Обе девочки тихонько прошли в спальню.
— Ты у нас ночуешь? — спросил Гриша у Светлова.
— Да, Гриша, ночую.
— А доктор?
— И он также ночует.
— Я лягу, только не буду раздеваться, — заметил мальчик, подумав, и тоже проскользнул в спальню матери.
Минуты через две дети, все трое, вернулись в залу, объявили учителю, что «мама, кажется, спит», и дружески-трогательно простились с ним.
— Давно бы так! — мягко сказал Александр Васильич, провожая их до дверей, и видно было, как спокойно-ласковый тон его голоса ободрил детские лица.
Спустя полчаса, Светлов спросил у вошедшей за чем-то в залу горничной спят ли дети? — и, получив в ответ: «Спят-с», — попросил ее закрыть осторожно двери у девочек и в комнате Гриши. Предосторожность эта оказалась весьма кстати, впрочем, только на некоторое время. Едва успела горничная исполнить поручение Александра Васильича, как из спальни Лизаветы Михайловны явственно донеслись до него сперва тяжелые стоны больной, потом какой-то неопределенный шум, и вслед за тем он услышал ее раздирающий душу крик:
— Пустите!.. Пустите меня к нему!!.
В дверях залы показалась Анюта с испуганным лицом.
— Идите скорее!.. — встревоженно поманила она рукой брата и скрылась.

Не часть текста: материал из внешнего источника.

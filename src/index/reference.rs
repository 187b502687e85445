use ahash::AHashMap;

use crate::types::LanguageRecord;

/// Lookups over the BPI reference table.
#[derive(Debug, Clone, Default)]
pub struct ReferenceIndex {
    occurrence_count: AHashMap<String, usize>,
    zone_languages: AHashMap<String, Vec<String>>,
    zone_country: AHashMap<String, String>,
    zones: Vec<String>, // Zone keys in first-seen order.
}

impl ReferenceIndex {
    pub fn new(records: &[LanguageRecord]) -> Self {
        let mut index = Self::default();

        for record in records {
            *index.occurrence_count.entry(record.language_code.clone()).or_default() += 1;

            index.zone_languages.entry(record.zone_id.clone())
                .or_insert_with(|| {
                    index.zones.push(record.zone_id.clone());
                    Vec::new()
                })
                .push(record.language_code.clone());

            index.zone_country.insert(record.zone_id.clone(), record.country.clone());
        }

        index
    }

    /// Number of distinct language codes.
    #[inline] pub fn num_codes(&self) -> usize { self.occurrence_count.len() }

    /// Number of distinct zones.
    #[inline] pub fn num_zones(&self) -> usize { self.zones.len() }

    #[inline] pub fn is_empty(&self) -> bool { self.zones.is_empty() }

    /// Distinct language codes, in no particular order.
    pub fn unique_codes(&self) -> impl Iterator<Item = &str> {
        self.occurrence_count.keys().map(String::as_str)
    }

    /// Total number of rows carrying `code`, or 0 if it never occurs.
    #[inline]
    pub fn occurrence_count(&self, code: &str) -> usize {
        self.occurrence_count.get(code).copied().unwrap_or(0)
    }

    /// Language codes of a zone in input order, duplicates preserved.
    pub fn zone_languages(&self, zone: &str) -> &[String] {
        self.zone_languages.get(zone).map(Vec::as_slice).unwrap_or(&[])
    }

    /// Country of a zone, from the last row naming it.
    pub fn zone_country(&self, zone: &str) -> Option<&str> {
        self.zone_country.get(zone).map(String::as_str)
    }

    /// Iterate `(zone, codes)` in the order zones first appear.
    pub fn iter_zones(&self) -> impl Iterator<Item = (&str, &[String])> {
        self.zones.iter().map(|zone| (zone.as_str(), self.zone_languages(zone)))
    }
}

#[cfg(test)]
mod tests {
    use super::ReferenceIndex;
    use crate::types::LanguageRecord;

    fn row(zone: &str, code: &str, country: &str) -> LanguageRecord {
        LanguageRecord { zone_id: zone.into(), language_code: code.into(), country: country.into() }
    }

    #[test]
    fn empty_input_yields_empty_index() {
        let index = ReferenceIndex::new(&[]);
        assert!(index.is_empty());
        assert_eq!(index.num_codes(), 0);
        assert_eq!(index.occurrence_count("abc"), 0);
        assert!(index.zone_languages("Z1").is_empty());
    }

    #[test]
    fn counts_every_occurrence() {
        let index = ReferenceIndex::new(&[
            row("Z1", "L1", "C1"),
            row("Z1", "L1", "C1"),
            row("Z2", "L1", "C2"),
            row("Z2", "L2", "C2"),
        ]);
        assert_eq!(index.occurrence_count("L1"), 3);
        assert_eq!(index.occurrence_count("L2"), 1);
        assert_eq!(index.num_codes(), 2);

        let mut codes: Vec<_> = index.unique_codes().collect();
        codes.sort();
        assert_eq!(codes, ["L1", "L2"]);
    }

    #[test]
    fn zone_languages_keep_order_and_duplicates() {
        let index = ReferenceIndex::new(&[
            row("Z2", "B", "C"),
            row("Z1", "A", "C"),
            row("Z2", "A", "C"),
            row("Z2", "B", "C"),
        ]);
        assert_eq!(index.zone_languages("Z2"), ["B", "A", "B"]);

        let zones: Vec<_> = index.iter_zones().map(|(zone, _)| zone).collect();
        assert_eq!(zones, ["Z2", "Z1"]);
    }

    #[test]
    fn zone_country_is_last_write_wins() {
        let index = ReferenceIndex::new(&[row("Z1", "A", "Old"), row("Z1", "B", "New")]);
        assert_eq!(index.zone_country("Z1"), Some("New"));
        assert_eq!(index.zone_country("Z9"), None);
    }
}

Светлов вскочил и быстро, почти без шума последовал за ней; но на пороге спальни он остановился, весь побледнев: то, что бросилось ему там в глаза, было слишком неожиданно. Лизавета Михайловна — полураздетая, с разорванным воротом у рубашки, с полуобнаженной грудью и вообще в ужасном беспорядке одежды — металась на постели, стараясь вырваться из рук Ельникова и кусая их. Цвет ее лица при этом изменялся с неимоверной быстротой; оно то горело ярким румянцем, то покрывалось зловещей синеватой бледностью, то вдруг багровело. Выражение его сменялось так же быстро, нежность, гнев, отчаяние, ярость — чего только не отражалось на нем! — и все носило печать невыразимой муки. Анюта стояла у изголовья, бледная как полотно, растерянная, не смея коснуться больной.
Услыхав легкий шорох шагов Светлова, Ельников быстро повернул голову к двери и глазами указал товарищу, чтоб тот подошел.
— Пособи, пожалуйста, — шепнул он ему, — у тебя силы больше. Скажите, чтоб еще льду принесли, — шепотом же обратился доктор к Анюте.
Девушка, как тень, ускользнула из спальни.
Александр Васильич только теперь заметил, что голова больной покрыта чем-то вроде пузыря, а густой косы ее — как не бывало.
— Ужасный жар: лед так и тает… — как бы в раздумье проговорил Ельников. — Держи же, брат! — быстро шепнул он Светлову, когда больная сделала новое движение, чтоб освободиться, — я уж из сил выбился…
Александр Васильич хотел осторожно взять Лизавету Михайловну за руку повыше локтя: но едва он успел прикоснуться к ней, как больная заметалась еще неистовее.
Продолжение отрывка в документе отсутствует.